▸ **SOURCE DATA**
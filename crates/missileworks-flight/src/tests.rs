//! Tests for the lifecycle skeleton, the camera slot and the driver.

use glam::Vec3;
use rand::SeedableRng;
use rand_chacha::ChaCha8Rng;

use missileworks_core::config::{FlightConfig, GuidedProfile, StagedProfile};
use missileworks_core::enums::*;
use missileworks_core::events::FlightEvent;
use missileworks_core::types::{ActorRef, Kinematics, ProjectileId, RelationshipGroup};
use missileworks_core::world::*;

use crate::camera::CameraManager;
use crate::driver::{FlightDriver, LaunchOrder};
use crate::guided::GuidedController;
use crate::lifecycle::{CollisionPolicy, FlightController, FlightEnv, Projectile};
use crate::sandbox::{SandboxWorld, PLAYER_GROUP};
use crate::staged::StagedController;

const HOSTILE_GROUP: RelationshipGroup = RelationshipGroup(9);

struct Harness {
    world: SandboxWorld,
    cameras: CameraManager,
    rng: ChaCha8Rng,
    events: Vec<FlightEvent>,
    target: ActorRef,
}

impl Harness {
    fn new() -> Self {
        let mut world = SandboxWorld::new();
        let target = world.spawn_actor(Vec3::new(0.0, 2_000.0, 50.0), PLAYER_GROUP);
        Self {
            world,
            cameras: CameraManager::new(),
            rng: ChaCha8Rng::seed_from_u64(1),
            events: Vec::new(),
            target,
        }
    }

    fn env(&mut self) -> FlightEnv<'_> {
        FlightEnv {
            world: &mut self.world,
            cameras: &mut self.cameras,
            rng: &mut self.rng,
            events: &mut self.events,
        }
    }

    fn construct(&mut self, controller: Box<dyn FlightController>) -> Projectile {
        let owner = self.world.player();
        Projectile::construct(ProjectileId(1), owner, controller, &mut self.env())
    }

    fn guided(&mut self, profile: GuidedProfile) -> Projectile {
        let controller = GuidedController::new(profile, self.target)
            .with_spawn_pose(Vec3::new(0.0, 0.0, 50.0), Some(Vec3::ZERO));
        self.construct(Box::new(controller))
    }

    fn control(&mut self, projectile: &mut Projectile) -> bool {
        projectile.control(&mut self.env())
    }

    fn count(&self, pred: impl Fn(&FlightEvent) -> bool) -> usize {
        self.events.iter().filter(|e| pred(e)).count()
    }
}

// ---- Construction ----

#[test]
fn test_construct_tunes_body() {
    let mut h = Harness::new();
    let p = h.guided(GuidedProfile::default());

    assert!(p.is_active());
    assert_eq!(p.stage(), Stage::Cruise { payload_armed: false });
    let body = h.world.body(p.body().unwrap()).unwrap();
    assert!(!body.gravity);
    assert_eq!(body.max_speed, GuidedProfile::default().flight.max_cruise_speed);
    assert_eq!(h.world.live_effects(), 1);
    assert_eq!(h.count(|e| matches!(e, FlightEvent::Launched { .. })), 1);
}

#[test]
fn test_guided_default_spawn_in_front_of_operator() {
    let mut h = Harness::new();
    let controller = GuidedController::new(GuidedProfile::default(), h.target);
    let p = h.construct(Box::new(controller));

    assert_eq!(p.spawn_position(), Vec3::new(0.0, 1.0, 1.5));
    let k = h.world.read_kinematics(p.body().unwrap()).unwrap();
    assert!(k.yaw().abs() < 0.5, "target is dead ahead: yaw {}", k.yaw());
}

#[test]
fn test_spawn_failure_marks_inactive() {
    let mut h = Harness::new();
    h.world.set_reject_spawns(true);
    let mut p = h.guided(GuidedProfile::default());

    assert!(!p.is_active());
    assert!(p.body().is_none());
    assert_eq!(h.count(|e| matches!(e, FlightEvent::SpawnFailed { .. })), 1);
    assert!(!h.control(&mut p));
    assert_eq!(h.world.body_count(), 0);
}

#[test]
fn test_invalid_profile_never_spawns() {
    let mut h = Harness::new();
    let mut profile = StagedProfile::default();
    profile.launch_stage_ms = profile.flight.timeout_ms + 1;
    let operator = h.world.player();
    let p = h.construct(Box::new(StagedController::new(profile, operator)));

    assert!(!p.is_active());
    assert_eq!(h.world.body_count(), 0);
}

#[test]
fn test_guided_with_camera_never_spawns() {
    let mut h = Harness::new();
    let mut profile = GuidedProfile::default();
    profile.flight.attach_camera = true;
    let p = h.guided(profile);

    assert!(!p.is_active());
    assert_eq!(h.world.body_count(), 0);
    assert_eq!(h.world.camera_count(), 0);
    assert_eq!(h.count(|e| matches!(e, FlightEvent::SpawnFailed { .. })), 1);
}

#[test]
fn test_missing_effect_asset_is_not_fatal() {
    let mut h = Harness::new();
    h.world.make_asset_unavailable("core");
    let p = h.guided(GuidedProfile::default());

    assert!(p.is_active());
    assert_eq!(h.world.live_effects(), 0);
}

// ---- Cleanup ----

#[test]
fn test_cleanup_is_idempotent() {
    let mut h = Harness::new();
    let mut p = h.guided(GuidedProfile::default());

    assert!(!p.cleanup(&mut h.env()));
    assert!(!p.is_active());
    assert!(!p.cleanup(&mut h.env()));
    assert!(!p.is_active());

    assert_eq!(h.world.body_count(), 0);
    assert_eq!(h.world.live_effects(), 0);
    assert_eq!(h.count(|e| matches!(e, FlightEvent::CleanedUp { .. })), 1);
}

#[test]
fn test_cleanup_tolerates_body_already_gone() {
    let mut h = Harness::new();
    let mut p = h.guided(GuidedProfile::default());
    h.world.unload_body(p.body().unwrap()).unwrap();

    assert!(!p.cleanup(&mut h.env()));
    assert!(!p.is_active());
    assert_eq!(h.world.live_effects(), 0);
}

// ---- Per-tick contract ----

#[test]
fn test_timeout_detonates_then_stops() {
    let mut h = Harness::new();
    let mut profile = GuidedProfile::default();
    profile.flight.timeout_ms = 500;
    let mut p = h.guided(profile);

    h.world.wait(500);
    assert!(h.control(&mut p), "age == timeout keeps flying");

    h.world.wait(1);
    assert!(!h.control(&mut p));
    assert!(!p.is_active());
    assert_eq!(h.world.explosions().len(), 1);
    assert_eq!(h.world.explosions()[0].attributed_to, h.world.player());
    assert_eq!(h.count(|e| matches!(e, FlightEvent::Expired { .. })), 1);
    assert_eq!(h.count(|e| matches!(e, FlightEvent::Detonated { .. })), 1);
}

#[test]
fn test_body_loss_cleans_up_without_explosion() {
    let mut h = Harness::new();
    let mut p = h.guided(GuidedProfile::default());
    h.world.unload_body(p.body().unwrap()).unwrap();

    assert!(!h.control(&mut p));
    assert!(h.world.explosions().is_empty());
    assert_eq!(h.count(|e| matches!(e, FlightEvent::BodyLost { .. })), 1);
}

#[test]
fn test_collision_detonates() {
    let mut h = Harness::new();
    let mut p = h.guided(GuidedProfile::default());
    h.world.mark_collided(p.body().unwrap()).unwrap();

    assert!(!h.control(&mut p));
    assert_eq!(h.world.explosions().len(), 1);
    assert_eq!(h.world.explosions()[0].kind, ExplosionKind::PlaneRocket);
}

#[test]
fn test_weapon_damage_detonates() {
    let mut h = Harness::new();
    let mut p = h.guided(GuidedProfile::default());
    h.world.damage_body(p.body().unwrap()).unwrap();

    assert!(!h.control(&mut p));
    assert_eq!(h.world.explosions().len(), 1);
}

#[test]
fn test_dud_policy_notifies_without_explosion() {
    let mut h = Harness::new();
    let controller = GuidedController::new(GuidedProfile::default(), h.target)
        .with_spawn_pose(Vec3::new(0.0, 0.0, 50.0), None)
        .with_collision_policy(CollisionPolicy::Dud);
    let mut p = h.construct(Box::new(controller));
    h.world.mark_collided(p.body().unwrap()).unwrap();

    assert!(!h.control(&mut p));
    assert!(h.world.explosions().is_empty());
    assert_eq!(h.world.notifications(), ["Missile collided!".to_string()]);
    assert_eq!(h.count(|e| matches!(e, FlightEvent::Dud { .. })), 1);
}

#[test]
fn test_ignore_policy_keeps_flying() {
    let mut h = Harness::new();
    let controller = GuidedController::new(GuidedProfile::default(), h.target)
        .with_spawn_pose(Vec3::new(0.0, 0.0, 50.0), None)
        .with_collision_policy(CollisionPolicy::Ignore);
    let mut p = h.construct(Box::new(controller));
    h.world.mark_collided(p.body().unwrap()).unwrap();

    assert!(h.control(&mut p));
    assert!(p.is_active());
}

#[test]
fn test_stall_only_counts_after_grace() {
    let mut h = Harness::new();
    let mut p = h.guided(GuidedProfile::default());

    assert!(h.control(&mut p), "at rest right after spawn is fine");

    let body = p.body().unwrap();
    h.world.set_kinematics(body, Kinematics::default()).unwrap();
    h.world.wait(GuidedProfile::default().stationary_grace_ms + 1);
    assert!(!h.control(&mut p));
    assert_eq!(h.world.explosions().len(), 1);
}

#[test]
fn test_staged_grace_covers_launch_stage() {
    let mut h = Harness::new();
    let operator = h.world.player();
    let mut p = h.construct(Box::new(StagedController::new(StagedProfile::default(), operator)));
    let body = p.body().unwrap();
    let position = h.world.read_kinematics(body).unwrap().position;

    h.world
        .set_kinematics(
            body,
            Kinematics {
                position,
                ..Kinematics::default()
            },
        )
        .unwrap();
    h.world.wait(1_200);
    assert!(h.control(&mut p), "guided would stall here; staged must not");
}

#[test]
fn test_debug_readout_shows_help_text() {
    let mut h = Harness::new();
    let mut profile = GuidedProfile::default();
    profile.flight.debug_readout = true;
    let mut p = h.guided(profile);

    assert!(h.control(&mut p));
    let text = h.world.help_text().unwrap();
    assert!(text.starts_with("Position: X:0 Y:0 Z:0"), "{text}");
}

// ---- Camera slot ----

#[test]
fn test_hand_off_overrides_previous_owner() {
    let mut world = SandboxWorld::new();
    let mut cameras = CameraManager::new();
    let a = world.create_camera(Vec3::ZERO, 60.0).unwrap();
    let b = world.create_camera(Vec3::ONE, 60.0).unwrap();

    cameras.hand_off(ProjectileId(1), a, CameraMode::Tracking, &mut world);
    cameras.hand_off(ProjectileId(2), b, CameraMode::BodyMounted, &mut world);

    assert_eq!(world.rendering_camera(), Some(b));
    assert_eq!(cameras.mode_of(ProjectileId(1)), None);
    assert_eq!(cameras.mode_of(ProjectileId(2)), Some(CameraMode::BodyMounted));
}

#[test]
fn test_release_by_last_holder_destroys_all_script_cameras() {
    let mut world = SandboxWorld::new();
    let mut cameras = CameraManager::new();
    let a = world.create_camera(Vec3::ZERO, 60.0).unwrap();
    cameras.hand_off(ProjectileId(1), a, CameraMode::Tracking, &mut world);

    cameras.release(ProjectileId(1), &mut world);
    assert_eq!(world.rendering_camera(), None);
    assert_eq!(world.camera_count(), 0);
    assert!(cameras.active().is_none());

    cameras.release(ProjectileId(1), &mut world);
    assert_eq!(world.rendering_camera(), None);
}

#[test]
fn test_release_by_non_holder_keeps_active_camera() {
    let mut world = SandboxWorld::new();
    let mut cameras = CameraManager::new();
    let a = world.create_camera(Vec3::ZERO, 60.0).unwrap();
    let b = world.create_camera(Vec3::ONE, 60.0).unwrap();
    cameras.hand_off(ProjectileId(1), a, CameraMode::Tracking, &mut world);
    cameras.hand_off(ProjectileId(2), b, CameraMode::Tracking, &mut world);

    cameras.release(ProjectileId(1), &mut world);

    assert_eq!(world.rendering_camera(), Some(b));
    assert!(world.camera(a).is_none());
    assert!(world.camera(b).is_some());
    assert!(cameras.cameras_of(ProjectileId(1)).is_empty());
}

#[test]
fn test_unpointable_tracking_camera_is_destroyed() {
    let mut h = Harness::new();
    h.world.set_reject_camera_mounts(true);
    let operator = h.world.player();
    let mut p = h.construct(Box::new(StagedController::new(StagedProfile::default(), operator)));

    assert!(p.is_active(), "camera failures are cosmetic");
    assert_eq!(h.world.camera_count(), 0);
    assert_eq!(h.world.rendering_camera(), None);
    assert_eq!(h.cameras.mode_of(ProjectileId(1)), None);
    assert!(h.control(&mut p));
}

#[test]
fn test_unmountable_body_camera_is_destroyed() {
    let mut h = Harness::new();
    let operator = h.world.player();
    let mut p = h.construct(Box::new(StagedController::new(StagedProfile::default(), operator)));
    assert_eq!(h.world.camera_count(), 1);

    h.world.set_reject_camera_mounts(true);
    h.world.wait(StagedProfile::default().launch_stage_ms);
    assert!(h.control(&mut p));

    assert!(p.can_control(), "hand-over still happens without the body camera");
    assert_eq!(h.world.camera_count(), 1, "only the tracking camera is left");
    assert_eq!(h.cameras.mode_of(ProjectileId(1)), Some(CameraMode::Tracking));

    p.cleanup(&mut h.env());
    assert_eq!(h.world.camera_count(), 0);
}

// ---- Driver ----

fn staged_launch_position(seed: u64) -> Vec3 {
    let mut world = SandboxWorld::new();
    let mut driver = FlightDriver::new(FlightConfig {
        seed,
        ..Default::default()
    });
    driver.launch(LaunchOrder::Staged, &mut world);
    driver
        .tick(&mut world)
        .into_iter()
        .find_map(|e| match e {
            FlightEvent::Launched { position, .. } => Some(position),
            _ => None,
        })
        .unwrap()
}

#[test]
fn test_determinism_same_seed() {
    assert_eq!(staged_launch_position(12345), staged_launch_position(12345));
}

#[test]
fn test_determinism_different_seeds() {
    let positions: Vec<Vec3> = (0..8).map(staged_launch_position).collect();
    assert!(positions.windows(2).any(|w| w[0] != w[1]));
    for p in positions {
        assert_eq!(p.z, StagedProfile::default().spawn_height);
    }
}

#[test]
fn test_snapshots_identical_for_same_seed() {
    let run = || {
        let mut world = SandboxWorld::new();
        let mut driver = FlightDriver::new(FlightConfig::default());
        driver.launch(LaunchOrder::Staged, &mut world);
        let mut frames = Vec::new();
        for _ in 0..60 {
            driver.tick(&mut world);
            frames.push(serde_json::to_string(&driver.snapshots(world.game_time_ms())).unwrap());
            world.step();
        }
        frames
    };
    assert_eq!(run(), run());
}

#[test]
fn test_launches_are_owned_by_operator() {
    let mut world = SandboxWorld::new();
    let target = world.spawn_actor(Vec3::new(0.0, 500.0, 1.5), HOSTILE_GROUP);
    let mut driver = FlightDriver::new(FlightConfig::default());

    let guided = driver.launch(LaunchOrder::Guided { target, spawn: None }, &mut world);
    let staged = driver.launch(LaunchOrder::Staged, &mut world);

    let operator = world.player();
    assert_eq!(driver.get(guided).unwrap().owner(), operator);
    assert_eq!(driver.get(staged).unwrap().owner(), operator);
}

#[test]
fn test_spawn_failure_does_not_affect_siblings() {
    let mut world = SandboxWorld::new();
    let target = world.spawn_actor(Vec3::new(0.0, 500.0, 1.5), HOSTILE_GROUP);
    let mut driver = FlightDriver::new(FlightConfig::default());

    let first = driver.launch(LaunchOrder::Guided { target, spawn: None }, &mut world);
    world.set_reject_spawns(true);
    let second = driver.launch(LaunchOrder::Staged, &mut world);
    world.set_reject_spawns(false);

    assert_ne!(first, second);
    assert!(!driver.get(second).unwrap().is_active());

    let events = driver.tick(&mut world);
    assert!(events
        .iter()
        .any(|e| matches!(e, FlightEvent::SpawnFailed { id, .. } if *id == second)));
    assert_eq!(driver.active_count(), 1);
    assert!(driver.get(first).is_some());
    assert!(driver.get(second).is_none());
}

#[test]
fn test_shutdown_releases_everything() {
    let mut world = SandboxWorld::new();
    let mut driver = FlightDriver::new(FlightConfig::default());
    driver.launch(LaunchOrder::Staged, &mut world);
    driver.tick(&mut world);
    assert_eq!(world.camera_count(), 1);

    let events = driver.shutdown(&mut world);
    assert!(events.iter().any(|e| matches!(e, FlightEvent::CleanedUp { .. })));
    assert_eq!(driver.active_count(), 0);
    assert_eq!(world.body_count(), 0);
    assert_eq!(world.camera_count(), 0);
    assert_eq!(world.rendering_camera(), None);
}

---

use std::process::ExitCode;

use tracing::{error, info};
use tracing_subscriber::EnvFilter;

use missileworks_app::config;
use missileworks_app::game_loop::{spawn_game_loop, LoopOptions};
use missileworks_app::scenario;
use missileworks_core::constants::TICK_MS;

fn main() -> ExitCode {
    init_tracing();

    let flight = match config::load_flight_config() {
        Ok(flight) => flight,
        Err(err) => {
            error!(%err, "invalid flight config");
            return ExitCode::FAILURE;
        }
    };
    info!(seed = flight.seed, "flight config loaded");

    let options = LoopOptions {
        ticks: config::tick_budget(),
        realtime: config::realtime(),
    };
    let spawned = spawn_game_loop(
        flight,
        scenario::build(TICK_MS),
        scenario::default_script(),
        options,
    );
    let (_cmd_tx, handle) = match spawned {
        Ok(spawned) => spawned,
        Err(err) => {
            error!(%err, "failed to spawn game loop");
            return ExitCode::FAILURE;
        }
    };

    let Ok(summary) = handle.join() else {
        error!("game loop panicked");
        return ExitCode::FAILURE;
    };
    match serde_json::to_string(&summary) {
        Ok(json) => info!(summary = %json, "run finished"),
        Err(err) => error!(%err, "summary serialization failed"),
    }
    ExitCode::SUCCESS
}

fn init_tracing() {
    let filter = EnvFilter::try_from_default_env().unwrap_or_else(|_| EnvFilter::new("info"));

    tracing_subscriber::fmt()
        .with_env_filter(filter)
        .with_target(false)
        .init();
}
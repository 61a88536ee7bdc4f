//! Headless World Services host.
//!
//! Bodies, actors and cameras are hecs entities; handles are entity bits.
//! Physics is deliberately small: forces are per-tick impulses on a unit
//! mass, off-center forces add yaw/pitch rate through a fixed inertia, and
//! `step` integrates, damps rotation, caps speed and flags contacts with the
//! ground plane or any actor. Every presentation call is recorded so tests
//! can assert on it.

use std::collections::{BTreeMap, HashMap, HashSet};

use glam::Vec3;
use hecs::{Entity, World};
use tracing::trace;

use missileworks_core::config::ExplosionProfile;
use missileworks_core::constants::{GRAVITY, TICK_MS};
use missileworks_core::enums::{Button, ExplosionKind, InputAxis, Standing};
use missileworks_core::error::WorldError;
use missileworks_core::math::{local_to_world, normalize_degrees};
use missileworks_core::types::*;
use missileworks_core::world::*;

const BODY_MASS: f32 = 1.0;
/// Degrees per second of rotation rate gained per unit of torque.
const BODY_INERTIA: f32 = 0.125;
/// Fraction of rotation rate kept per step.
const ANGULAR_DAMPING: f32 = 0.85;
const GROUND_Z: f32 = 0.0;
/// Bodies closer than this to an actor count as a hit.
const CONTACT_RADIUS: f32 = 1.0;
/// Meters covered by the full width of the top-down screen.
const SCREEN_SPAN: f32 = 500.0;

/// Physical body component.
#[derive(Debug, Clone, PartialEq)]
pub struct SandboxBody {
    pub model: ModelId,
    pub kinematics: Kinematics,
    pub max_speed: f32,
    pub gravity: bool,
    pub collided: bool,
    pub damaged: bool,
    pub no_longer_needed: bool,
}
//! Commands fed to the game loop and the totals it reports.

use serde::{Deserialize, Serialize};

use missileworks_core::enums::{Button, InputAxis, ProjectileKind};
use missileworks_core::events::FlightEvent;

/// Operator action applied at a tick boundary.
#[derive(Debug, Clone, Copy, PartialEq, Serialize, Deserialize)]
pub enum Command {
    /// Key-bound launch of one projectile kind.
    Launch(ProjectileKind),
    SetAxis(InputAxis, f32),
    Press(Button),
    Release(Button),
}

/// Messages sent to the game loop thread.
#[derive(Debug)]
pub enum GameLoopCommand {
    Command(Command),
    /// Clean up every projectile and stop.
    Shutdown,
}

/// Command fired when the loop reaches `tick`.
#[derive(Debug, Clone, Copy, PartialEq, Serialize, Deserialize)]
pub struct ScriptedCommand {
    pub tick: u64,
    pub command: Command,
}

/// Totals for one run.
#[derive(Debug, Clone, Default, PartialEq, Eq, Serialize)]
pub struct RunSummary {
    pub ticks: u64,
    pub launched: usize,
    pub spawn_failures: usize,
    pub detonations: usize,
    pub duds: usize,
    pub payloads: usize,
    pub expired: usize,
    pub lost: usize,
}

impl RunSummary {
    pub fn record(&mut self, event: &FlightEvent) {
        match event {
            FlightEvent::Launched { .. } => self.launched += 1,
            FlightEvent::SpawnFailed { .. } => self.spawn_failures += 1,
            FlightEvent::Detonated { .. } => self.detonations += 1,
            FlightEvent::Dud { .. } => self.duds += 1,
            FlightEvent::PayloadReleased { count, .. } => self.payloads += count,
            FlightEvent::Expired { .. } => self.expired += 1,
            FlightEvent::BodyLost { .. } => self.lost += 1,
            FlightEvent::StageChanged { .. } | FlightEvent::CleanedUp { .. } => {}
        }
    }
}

...

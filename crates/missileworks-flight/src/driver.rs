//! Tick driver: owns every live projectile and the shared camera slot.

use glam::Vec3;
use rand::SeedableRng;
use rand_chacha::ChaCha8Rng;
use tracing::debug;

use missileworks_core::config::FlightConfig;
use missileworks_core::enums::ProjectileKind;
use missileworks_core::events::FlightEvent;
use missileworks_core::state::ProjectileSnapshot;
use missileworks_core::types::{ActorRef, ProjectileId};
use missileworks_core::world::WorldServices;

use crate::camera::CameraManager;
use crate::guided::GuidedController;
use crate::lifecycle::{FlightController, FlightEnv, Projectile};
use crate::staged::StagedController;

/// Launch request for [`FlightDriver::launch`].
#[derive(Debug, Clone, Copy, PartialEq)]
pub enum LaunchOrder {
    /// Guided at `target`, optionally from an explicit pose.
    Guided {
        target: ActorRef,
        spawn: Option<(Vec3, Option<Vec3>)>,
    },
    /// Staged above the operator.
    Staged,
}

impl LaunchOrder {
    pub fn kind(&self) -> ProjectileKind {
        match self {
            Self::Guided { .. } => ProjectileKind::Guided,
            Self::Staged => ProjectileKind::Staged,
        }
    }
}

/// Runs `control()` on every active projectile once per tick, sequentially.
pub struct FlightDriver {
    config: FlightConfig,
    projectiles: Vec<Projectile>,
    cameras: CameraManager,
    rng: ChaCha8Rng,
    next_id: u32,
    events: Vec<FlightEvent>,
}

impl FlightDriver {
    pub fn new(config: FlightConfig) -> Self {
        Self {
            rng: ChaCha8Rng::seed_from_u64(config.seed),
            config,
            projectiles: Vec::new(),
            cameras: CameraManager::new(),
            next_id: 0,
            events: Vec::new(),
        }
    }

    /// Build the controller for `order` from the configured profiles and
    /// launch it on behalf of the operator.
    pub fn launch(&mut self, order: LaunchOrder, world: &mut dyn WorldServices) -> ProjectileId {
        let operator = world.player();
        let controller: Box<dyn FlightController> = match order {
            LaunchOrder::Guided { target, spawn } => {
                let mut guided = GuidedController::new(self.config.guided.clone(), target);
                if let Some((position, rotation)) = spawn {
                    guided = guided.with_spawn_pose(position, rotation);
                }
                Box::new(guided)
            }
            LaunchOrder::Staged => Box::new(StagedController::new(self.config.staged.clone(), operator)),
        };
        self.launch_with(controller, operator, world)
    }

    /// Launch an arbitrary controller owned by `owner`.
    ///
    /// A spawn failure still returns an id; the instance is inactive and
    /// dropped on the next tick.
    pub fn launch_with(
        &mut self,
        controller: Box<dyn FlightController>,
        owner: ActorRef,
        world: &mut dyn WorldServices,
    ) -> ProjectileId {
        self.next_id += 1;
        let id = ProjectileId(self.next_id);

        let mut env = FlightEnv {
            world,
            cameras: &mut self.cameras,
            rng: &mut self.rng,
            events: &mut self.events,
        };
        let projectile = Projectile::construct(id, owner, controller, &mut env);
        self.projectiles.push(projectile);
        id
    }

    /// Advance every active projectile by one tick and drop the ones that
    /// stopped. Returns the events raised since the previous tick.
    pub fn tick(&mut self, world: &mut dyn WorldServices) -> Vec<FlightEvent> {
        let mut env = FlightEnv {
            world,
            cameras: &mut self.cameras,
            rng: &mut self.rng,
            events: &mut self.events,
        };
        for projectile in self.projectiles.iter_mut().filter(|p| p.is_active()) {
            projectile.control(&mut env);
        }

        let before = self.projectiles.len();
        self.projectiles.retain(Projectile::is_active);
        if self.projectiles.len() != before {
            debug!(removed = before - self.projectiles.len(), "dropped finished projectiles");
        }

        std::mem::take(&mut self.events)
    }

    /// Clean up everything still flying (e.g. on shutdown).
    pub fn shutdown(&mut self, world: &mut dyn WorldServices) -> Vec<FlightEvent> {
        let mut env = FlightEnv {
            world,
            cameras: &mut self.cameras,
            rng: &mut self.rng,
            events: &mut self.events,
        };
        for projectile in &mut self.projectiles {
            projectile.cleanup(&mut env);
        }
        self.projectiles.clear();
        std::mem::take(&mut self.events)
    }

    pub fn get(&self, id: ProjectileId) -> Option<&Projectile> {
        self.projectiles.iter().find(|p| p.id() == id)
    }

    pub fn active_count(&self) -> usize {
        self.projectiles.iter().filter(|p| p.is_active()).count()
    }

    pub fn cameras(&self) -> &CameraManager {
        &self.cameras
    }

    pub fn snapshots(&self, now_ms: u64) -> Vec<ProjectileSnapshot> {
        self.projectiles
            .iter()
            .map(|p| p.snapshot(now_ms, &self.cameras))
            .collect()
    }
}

▸ **THE TASK**
List every line in the records above that contains the word "push".

▸ **COMPLETED TASK**
            frames.push(serde_json::to_string(&driver.snapshots(world.game_time_ms())).unwrap());
        self.projectiles.push(projectile);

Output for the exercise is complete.